* WORK TASK
From the entries below, output the line with "(centers the row)" and each following line up to and including the line with "let mut cell_w", exactly as written.

─── DATASET RECORDS ───

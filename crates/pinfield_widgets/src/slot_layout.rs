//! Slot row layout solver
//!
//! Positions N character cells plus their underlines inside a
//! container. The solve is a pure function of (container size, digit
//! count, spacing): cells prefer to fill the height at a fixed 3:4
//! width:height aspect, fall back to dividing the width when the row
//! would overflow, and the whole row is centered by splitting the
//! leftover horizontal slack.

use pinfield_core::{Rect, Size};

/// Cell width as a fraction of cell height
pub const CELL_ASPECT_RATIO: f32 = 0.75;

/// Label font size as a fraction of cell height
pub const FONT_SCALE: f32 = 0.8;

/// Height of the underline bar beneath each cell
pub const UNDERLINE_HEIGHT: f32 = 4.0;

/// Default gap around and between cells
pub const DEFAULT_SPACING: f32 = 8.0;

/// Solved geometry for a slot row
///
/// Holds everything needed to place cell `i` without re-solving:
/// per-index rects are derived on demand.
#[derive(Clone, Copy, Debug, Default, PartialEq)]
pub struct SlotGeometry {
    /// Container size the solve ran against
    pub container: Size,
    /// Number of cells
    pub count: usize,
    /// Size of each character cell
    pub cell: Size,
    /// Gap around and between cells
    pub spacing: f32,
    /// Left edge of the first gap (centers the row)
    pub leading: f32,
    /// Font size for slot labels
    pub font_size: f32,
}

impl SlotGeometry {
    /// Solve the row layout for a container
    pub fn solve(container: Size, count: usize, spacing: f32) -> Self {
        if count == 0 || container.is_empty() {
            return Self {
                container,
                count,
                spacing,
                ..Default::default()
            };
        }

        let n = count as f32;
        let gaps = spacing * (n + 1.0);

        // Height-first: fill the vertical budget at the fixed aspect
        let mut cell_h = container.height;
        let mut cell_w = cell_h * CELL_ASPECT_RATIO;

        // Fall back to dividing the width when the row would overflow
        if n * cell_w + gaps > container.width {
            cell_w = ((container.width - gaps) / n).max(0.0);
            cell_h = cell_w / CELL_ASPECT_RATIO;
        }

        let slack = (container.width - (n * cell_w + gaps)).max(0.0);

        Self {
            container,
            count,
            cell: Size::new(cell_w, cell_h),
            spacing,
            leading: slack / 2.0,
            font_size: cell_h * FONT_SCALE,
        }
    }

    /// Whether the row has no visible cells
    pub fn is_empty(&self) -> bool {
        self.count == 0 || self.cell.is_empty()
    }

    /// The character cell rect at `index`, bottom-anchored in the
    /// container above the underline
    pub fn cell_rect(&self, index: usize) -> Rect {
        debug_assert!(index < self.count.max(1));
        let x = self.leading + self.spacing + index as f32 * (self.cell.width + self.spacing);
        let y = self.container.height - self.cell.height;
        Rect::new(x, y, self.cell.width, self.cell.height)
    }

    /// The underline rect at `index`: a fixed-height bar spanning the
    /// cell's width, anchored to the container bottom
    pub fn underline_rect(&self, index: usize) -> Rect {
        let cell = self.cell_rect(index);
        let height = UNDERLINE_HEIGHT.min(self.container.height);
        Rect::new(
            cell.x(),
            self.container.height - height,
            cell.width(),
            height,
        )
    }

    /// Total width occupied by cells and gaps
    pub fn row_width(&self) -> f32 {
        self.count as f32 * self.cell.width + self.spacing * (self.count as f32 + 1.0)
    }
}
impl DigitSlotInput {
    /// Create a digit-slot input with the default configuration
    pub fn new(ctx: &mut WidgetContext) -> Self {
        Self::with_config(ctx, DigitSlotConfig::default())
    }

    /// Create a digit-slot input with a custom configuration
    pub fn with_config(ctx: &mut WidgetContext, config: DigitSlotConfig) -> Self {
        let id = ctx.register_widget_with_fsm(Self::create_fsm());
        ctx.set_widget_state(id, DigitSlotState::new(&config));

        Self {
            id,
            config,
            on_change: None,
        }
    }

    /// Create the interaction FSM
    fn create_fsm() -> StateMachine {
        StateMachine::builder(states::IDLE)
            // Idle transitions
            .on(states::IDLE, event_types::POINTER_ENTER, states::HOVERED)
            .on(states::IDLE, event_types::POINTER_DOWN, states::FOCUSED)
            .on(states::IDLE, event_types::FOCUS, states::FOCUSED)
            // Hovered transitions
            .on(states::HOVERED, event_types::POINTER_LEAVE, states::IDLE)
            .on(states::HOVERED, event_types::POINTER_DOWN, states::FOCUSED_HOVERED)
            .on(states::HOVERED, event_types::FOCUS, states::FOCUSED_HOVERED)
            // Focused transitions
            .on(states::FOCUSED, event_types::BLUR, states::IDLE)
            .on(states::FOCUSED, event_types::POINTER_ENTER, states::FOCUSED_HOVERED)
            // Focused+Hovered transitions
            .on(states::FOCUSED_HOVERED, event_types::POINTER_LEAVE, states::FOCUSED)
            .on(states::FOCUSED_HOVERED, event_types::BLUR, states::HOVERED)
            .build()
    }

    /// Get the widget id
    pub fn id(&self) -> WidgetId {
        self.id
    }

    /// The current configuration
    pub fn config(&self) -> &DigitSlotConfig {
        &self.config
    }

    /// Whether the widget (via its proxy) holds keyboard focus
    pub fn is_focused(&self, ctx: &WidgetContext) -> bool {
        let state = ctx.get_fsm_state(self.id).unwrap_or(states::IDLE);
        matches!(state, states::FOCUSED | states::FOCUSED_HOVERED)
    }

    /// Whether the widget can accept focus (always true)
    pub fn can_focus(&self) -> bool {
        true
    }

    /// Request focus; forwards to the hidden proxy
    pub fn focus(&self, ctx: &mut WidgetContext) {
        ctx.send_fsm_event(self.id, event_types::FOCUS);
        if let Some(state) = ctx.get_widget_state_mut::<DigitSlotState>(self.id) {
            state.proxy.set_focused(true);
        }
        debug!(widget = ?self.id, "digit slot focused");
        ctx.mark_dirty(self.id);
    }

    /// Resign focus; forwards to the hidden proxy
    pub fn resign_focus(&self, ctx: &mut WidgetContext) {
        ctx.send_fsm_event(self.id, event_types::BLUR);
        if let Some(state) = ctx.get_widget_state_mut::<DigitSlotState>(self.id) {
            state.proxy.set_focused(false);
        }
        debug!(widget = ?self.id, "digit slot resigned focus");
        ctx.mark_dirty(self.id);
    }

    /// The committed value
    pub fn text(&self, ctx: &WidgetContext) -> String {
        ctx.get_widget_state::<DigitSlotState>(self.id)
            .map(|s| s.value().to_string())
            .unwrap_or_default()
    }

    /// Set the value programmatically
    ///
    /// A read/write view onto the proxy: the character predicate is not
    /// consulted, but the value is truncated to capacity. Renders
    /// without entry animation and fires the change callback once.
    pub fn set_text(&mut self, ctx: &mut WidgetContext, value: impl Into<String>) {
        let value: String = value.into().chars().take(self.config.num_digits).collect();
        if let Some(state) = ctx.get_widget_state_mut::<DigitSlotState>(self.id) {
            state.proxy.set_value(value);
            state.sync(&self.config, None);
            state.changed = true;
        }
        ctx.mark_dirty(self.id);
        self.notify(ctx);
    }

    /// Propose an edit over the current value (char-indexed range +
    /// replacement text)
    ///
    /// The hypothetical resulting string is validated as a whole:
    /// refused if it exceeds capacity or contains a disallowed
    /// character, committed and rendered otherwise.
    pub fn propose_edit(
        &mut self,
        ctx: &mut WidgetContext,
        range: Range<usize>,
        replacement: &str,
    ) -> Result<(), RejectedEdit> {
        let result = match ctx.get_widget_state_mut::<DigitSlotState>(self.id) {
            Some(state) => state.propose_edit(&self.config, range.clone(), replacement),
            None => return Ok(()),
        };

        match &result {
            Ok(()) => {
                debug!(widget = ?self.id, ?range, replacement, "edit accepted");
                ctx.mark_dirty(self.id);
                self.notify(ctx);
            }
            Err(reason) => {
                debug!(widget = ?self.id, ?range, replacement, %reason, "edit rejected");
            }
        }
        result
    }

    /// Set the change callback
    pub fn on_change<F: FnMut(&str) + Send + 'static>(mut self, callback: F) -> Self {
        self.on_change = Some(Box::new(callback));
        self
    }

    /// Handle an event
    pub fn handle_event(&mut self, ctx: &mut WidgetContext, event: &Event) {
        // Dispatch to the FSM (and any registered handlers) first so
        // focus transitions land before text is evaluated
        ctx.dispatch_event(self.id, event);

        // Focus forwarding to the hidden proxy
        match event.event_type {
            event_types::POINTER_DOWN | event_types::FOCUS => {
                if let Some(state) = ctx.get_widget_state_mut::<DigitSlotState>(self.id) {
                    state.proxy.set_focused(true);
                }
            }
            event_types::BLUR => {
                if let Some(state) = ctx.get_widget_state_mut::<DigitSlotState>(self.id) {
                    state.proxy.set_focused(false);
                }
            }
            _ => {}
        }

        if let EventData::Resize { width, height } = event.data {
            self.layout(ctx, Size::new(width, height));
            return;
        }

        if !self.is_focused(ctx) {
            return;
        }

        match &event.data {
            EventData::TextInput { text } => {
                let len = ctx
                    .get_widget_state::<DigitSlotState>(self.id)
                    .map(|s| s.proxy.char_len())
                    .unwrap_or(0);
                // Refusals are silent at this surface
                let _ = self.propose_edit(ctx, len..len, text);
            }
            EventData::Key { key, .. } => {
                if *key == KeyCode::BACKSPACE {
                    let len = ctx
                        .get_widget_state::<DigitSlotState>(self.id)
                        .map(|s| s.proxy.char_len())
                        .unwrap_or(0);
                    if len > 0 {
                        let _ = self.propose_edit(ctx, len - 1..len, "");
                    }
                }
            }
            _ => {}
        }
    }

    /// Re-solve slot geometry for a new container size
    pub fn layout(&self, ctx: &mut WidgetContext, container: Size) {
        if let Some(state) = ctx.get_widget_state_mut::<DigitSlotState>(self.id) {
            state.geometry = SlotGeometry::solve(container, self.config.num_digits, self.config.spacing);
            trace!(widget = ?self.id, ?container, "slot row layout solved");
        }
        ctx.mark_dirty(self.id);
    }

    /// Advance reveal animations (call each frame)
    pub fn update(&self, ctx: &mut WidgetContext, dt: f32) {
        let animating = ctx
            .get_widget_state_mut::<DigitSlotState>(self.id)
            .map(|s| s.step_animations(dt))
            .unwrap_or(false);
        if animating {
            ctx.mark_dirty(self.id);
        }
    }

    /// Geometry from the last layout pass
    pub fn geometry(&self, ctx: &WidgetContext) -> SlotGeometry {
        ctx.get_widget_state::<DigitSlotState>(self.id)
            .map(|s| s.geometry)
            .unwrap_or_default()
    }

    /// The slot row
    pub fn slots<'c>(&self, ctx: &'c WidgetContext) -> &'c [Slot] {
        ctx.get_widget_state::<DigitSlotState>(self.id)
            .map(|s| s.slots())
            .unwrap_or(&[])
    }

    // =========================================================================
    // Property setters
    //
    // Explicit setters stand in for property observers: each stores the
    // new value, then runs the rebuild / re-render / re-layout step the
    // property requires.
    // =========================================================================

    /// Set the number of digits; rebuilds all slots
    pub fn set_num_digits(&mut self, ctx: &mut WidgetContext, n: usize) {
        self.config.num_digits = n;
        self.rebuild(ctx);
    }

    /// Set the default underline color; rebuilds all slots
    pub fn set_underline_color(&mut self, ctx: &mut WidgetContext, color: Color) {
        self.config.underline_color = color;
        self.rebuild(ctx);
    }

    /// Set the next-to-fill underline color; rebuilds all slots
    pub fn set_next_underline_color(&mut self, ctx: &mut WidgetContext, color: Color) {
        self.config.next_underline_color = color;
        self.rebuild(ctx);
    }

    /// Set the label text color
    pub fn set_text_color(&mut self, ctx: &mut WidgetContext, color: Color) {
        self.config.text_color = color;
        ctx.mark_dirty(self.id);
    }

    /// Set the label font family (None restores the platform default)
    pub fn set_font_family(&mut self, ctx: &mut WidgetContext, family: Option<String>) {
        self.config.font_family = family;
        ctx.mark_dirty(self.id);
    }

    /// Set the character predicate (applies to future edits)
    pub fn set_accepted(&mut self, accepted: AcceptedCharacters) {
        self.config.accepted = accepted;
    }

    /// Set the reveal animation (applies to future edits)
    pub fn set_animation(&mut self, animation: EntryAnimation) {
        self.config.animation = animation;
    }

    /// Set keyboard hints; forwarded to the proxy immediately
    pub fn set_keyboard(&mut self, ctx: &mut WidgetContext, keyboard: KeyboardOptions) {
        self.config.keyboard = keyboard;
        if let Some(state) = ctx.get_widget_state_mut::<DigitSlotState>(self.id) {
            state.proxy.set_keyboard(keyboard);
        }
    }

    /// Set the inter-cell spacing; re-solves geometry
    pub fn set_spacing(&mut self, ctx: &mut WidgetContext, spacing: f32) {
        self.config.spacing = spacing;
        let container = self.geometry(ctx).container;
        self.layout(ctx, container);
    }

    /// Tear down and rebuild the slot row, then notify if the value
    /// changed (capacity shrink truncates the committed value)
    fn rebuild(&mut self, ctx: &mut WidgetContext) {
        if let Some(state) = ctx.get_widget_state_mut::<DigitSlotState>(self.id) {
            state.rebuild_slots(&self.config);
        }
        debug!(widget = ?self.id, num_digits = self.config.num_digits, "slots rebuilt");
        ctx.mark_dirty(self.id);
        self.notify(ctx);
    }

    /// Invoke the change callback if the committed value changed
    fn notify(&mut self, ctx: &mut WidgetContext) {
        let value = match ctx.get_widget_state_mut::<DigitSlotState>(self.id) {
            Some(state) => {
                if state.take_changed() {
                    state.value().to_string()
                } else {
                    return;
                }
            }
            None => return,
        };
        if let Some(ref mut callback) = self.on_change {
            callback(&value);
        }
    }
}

───
─── DATASET RECORDS ───

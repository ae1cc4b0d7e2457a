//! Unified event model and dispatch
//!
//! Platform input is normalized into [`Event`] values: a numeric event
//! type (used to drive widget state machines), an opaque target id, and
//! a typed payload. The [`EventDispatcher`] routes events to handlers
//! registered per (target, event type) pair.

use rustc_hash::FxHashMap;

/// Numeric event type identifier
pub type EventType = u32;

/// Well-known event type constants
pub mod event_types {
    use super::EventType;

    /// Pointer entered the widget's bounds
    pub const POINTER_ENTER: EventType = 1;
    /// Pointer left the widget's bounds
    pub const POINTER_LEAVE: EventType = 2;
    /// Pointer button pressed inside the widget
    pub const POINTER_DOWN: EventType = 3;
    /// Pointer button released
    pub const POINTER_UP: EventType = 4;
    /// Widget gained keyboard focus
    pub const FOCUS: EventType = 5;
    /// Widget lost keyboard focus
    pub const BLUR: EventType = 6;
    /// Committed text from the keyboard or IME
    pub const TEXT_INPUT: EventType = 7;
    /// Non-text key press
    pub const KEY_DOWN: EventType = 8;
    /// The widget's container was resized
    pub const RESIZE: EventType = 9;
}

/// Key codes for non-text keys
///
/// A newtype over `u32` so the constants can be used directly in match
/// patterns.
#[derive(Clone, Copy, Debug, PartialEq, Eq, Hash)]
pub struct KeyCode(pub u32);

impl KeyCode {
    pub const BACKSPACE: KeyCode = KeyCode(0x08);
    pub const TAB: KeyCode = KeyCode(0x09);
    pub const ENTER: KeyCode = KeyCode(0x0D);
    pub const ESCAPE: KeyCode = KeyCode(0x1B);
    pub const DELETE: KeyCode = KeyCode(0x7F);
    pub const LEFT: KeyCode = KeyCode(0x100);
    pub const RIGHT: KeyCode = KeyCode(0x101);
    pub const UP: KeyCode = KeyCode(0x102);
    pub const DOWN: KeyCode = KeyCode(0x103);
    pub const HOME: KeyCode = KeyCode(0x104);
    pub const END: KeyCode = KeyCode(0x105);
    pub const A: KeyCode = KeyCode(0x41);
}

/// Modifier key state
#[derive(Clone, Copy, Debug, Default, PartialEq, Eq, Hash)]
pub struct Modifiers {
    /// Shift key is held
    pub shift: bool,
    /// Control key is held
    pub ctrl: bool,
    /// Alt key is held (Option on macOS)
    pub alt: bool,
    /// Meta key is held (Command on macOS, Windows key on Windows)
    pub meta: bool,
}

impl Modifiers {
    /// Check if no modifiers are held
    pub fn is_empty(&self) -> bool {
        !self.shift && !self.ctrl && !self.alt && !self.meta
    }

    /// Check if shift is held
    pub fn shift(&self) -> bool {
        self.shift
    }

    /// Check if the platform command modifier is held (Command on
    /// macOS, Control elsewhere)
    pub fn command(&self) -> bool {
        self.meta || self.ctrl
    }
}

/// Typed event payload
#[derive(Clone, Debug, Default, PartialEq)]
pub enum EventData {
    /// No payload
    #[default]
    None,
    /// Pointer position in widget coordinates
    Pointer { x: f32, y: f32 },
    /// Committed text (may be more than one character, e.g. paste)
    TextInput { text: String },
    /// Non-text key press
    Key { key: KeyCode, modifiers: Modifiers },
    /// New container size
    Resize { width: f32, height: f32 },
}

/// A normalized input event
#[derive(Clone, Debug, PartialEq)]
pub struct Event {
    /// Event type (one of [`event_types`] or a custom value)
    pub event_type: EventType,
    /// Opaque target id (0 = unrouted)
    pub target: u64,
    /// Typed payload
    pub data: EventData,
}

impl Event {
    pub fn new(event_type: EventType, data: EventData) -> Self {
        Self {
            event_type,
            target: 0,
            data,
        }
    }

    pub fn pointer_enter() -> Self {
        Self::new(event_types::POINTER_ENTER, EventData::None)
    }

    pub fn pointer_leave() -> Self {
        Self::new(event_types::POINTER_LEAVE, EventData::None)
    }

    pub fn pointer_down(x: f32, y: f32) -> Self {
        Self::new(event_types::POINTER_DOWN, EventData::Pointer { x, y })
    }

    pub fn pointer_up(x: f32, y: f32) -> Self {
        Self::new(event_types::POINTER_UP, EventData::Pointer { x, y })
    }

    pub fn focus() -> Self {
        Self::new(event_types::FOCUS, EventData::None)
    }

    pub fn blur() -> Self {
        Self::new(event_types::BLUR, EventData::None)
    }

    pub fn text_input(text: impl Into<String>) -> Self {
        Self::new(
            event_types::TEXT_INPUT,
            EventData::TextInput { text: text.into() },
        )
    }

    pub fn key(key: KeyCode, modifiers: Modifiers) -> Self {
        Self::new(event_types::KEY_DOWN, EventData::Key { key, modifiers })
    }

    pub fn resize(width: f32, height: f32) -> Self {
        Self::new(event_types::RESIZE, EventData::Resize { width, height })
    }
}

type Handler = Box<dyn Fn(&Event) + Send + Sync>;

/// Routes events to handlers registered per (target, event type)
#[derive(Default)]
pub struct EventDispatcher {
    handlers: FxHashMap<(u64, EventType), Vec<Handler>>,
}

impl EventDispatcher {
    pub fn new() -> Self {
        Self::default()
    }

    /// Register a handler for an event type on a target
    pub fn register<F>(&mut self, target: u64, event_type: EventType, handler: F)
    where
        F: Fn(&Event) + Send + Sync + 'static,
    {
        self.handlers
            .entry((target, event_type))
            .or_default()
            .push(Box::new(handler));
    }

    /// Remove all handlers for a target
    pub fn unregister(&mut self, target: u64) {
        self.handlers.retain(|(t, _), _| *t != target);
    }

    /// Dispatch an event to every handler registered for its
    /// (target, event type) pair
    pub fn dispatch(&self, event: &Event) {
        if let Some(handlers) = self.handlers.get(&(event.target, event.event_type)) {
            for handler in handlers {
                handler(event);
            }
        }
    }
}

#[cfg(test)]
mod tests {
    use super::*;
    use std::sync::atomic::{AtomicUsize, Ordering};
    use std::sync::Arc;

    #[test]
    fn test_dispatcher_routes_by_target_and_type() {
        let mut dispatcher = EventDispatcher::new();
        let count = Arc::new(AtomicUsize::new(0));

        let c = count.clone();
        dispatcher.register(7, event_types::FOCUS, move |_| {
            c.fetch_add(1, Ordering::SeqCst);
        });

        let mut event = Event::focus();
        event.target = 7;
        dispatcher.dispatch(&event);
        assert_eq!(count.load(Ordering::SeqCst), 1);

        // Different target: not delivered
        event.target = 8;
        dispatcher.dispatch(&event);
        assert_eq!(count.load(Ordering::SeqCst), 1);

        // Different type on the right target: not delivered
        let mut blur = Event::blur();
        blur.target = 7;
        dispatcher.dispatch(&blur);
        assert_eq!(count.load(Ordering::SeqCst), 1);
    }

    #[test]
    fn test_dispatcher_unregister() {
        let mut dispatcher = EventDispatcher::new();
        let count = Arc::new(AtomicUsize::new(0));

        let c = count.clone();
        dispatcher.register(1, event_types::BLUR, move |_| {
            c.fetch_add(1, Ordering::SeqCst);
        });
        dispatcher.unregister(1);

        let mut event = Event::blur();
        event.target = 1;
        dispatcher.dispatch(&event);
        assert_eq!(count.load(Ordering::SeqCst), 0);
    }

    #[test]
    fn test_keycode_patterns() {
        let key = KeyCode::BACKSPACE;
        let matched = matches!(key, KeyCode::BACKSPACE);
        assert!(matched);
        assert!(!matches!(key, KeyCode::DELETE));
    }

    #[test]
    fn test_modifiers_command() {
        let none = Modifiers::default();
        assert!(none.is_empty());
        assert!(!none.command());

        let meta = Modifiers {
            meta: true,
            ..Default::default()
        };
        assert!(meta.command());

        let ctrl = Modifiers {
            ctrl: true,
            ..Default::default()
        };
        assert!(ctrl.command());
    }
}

───
─── DATASET RECORDS ───

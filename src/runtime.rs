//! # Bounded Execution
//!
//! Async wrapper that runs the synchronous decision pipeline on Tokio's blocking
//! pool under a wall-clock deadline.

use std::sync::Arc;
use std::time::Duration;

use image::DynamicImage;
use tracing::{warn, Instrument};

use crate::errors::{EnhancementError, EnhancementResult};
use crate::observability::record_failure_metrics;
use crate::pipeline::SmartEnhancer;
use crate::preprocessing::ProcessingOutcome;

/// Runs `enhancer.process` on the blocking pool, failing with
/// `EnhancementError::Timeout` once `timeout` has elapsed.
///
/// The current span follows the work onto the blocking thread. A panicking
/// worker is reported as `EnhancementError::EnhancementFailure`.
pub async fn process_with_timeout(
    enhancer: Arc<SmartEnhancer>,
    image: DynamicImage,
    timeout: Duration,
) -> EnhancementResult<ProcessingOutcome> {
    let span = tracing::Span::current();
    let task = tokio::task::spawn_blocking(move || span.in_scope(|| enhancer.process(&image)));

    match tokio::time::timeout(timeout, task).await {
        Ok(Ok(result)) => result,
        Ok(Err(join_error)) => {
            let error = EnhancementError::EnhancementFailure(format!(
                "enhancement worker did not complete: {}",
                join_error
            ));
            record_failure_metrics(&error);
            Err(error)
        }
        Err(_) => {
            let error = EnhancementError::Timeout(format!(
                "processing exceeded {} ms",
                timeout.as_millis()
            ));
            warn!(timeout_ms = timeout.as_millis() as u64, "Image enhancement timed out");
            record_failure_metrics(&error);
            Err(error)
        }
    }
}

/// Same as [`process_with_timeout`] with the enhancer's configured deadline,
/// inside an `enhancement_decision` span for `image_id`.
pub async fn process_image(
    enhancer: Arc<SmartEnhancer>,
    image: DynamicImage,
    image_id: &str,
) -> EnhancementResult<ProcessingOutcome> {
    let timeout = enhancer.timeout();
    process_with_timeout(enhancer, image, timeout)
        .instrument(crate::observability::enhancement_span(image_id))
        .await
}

───

* ANSWER AREA
    /// Left edge of the first gap (centers the row)
    pub leading: f32,
    /// Font size for slot labels
    pub font_size: f32,
}

impl SlotGeometry {
    /// Solve the row layout for a container
    pub fn solve(container: Size, count: usize, spacing: f32) -> Self {
        if count == 0 || container.is_empty() {
            return Self {
                container,
                count,
                spacing,
                ..Default::default()
            };
        }

        let n = count as f32;
        let gaps = spacing * (n + 1.0);

        // Height-first: fill the vertical budget at the fixed aspect
        let mut cell_h = container.height;
        let mut cell_w = cell_h * CELL_ASPECT_RATIO;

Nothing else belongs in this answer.